** Opening Excerpted data block **

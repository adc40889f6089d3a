//! Dynamic time warping over squared differences.

use tracing::instrument;

use crate::constraint::BandConstraint;
use crate::distance::ExtendedDistance;
use crate::error::DistanceError;
use crate::grid::{Grid, prefer_diagonal};
use crate::measure::ElasticDistance;
use crate::series::TimeSeriesView;

/// Immutable DTW configuration. Thread-safe and copyable.
#[derive(Debug, Clone, Copy, Default, PartialEq, Eq)]
pub struct Dtw {
    constraint: BandConstraint,
}

impl Dtw {
    /// Create an unconstrained DTW calculator.
    #[must_use]
    pub fn unconstrained() -> Self {
        Self {
            constraint: BandConstraint::Unconstrained,
        }
    }

    /// Create a DTW calculator with a Sakoe-Chiba band constraint.
    #[must_use]
    pub fn with_sakoe_chiba(radius: usize) -> Self {
        Self {
            constraint: BandConstraint::SakoeChibaRadius(radius),
        }
    }

    /// Create a DTW calculator from an existing [`BandConstraint`].
    #[must_use]
    pub fn from_constraint(constraint: BandConstraint) -> Self {
        Self { constraint }
    }
}

impl ElasticDistance for Dtw {
    fn constraint(&self) -> BandConstraint {
        self.constraint
    }

    /// Rolling-row DTW with early abandoning and reach tracking.
    ///
    /// `C[i][j] = min(diag, up, left) + (a[i] - b[j])^2`. Ties go to the
    /// diagonal, then to the cell above, which keeps the reported validity
    /// radius as small as the chosen path allows. Runs in O(n * bw) time and
    /// O(m) space.
    ///
    /// # Errors
    ///
    /// Never fails; unequal lengths are allowed and yield an infinite distance
    /// only when the band cannot reach the final cell.
    #[instrument(level = "trace", skip(a, b))]
    fn distance_extended(
        &self,
        a: TimeSeriesView<'_>,
        b: TimeSeriesView<'_>,
        cutoff: f64,
    ) -> Result<ExtendedDistance, DistanceError> {
        let (a, b) = (a.as_slice(), b.as_slice());
        let end = Grid::new(a.len(), b.len(), self.constraint).min_cost(
            (a[0] - b[0]).powi(2),
            cutoff,
            |i, j, diag, up, left| {
                let (best, from) = prefer_diagonal(diag, up, left);
                (best + (a[i] - b[j]).powi(2), from)
            },
        );
        Ok(ExtendedDistance::new(end.cost, end.reach))
    }
}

** Closing Excerpted data block **

* _Task details_: Could you reproduce every record above exactly as it appears?

* _The completed task_:
repository adc40889f6089d3a
//! Dynamic time warping over squared differences.

use tracing::instrument;

use crate::constraint::BandConstraint;
use crate::distance::ExtendedDistance;
use crate::error::DistanceError;
use crate::grid::{Grid, prefer_diagonal};
use crate::measure::ElasticDistance;
use crate::series::TimeSeriesView;

/// Immutable DTW configuration. Thread-safe and copyable.
#[derive(Debug, Clone, Copy, Default, PartialEq, Eq)]
pub struct Dtw {
    constraint: BandConstraint,
}

impl Dtw {
    /// Create an unconstrained DTW calculator.
    #[must_use]
    pub fn unconstrained() -> Self {
        Self {
            constraint: BandConstraint::Unconstrained,
        }
    }

    /// Create a DTW calculator with a Sakoe-Chiba band constraint.
    #[must_use]
    pub fn with_sakoe_chiba(radius: usize) -> Self {
        Self {
            constraint: BandConstraint::SakoeChibaRadius(radius),
        }
    }

    /// Create a DTW calculator from an existing [`BandConstraint`].
    #[must_use]
    pub fn from_constraint(constraint: BandConstraint) -> Self {
        Self { constraint }
    }
}

impl ElasticDistance for Dtw {
    fn constraint(&self) -> BandConstraint {
        self.constraint
    }

    /// Rolling-row DTW with early abandoning and reach tracking.
    ///
    /// `C[i][j] = min(diag, up, left) + (a[i] - b[j])^2`. Ties go to the
    /// diagonal, then to the cell above, which keeps the reported validity
    /// radius as small as the chosen path allows. Runs in O(n * bw) time and
    /// O(m) space.
    ///
    /// # Errors
    ///
    /// Never fails; unequal lengths are allowed and yield an infinite distance
    /// only when the band cannot reach the final cell.
    #[instrument(level = "trace", skip(a, b))]
    fn distance_extended(
        &self,
        a: TimeSeriesView<'_>,
        b: TimeSeriesView<'_>,
        cutoff: f64,
    ) -> Result<ExtendedDistance, DistanceError> {
        let (a, b) = (a.as_slice(), b.as_slice());
        let end = Grid::new(a.len(), b.len(), self.constraint).min_cost(
            (a[0] - b[0]).powi(2),
            cutoff,
            |i, j, diag, up, left| {
                let (best, from) = prefer_diagonal(diag, up, left);
                (best + (a[i] - b[j]).powi(2), from)
            },
        );
        Ok(ExtendedDistance::new(end.cost, end.reach))
    }
}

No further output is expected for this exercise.